Items listed in a dataset
__________
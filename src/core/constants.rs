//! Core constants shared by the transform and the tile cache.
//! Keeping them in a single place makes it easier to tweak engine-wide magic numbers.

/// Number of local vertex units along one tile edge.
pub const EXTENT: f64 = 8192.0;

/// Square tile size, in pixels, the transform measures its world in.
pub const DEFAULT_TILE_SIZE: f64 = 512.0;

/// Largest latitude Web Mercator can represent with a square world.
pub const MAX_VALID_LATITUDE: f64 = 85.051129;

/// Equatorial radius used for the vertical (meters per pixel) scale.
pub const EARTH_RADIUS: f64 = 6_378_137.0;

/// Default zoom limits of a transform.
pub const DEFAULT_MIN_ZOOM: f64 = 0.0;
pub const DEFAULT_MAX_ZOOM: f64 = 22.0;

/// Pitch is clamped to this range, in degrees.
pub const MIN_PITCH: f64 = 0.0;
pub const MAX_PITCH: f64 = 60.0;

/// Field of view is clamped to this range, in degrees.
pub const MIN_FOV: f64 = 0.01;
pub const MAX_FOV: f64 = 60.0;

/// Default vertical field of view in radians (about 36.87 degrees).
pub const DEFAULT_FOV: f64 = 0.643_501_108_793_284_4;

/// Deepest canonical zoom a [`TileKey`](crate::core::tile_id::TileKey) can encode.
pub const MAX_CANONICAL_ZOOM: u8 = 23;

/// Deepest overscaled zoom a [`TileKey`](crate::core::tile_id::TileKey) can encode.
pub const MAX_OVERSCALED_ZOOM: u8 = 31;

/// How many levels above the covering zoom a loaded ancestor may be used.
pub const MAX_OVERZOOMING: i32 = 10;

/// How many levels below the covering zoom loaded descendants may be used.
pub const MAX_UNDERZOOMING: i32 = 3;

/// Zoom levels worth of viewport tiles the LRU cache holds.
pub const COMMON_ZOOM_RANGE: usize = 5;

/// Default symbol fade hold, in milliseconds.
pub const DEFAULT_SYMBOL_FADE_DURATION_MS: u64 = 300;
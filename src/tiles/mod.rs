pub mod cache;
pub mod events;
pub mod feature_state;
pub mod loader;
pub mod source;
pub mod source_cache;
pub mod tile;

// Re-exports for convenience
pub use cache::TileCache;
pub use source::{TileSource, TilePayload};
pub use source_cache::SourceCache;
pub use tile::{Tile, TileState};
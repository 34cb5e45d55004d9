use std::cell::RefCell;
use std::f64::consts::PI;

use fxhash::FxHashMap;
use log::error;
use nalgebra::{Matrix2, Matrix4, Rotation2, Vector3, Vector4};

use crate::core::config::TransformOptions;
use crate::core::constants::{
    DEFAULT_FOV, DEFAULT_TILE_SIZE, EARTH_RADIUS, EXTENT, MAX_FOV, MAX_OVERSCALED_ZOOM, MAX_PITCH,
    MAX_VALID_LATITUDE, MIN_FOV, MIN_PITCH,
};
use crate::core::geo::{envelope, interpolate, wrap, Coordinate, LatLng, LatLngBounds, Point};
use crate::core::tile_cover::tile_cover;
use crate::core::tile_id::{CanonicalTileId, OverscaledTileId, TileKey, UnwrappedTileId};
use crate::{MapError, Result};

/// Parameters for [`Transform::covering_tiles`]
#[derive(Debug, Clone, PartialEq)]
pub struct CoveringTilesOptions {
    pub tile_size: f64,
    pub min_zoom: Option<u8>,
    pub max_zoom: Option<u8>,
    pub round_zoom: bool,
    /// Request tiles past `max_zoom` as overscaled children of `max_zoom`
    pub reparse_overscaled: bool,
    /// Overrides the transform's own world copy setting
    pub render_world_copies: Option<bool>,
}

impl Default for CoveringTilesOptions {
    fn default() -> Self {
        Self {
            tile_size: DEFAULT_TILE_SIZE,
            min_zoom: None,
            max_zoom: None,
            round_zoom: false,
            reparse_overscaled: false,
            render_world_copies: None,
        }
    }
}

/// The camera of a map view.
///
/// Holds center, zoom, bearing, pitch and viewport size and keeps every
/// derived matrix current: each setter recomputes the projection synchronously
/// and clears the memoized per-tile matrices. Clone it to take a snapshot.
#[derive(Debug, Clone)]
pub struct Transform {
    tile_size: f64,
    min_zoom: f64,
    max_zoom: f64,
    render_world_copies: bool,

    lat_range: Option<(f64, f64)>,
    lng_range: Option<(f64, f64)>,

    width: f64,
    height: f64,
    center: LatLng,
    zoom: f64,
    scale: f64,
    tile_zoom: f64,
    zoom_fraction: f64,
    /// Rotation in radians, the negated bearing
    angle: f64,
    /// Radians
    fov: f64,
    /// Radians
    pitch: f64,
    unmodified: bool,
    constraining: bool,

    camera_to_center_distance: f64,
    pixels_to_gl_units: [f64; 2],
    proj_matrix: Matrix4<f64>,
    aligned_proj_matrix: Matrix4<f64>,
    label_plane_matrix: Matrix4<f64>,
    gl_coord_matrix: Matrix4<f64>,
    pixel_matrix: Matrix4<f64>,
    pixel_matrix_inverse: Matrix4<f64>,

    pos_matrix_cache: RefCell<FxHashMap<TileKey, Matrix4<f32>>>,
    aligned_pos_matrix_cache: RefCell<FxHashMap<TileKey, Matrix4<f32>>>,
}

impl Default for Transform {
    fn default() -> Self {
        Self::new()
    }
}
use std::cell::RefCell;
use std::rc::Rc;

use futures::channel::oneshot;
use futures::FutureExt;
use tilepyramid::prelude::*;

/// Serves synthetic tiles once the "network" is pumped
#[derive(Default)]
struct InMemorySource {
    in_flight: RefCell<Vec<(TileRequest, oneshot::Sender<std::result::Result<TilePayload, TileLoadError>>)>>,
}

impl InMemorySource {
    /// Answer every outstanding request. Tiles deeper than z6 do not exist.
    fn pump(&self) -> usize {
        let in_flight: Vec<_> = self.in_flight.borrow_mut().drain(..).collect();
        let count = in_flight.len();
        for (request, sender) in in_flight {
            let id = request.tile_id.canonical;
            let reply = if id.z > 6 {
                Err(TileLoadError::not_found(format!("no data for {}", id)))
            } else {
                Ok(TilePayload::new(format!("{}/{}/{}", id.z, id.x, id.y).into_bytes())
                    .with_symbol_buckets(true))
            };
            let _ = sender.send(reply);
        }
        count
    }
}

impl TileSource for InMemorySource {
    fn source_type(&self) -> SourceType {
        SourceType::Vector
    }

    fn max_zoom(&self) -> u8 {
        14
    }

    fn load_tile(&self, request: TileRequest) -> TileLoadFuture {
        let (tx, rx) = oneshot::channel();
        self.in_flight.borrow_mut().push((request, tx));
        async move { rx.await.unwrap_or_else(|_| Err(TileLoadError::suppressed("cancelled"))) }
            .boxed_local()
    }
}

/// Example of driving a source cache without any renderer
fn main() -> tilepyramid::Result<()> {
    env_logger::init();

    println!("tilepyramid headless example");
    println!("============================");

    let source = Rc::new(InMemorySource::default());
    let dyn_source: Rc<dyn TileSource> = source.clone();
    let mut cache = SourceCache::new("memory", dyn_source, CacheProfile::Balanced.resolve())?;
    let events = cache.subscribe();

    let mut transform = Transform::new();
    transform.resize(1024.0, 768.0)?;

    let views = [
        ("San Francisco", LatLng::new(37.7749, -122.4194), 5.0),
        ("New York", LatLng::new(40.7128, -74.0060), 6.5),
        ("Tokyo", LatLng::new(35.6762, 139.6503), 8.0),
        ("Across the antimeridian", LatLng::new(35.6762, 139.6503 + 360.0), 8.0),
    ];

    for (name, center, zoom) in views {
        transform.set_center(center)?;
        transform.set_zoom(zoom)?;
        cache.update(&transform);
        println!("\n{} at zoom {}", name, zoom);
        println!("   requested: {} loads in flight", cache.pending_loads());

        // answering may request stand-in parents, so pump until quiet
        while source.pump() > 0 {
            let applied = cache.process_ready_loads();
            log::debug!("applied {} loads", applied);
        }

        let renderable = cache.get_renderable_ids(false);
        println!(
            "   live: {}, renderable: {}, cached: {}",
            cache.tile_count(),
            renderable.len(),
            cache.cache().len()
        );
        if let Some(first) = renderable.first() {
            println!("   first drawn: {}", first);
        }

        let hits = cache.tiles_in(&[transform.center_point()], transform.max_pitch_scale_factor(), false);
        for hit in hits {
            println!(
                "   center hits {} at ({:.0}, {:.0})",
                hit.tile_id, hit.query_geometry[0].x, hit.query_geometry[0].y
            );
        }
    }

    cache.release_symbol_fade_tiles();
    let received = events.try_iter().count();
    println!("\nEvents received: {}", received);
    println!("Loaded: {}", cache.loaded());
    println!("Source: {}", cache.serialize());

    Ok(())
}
__________
# [Prompt]
Repeat exactly the lines of the data from the first one through the line with "pub const DEFAULT_TILE_SIZE: f64 = 512.0;", both of them included.

# [Task output]
filename src/core/constants.rs
//! Core constants shared by the transform and the tile cache.
//! Keeping them in a single place makes it easier to tweak engine-wide magic numbers.

/// Number of local vertex units along one tile edge.
pub const EXTENT: f64 = 8192.0;

/// Square tile size, in pixels, the transform measures its world in.
pub const DEFAULT_TILE_SIZE: f64 = 512.0;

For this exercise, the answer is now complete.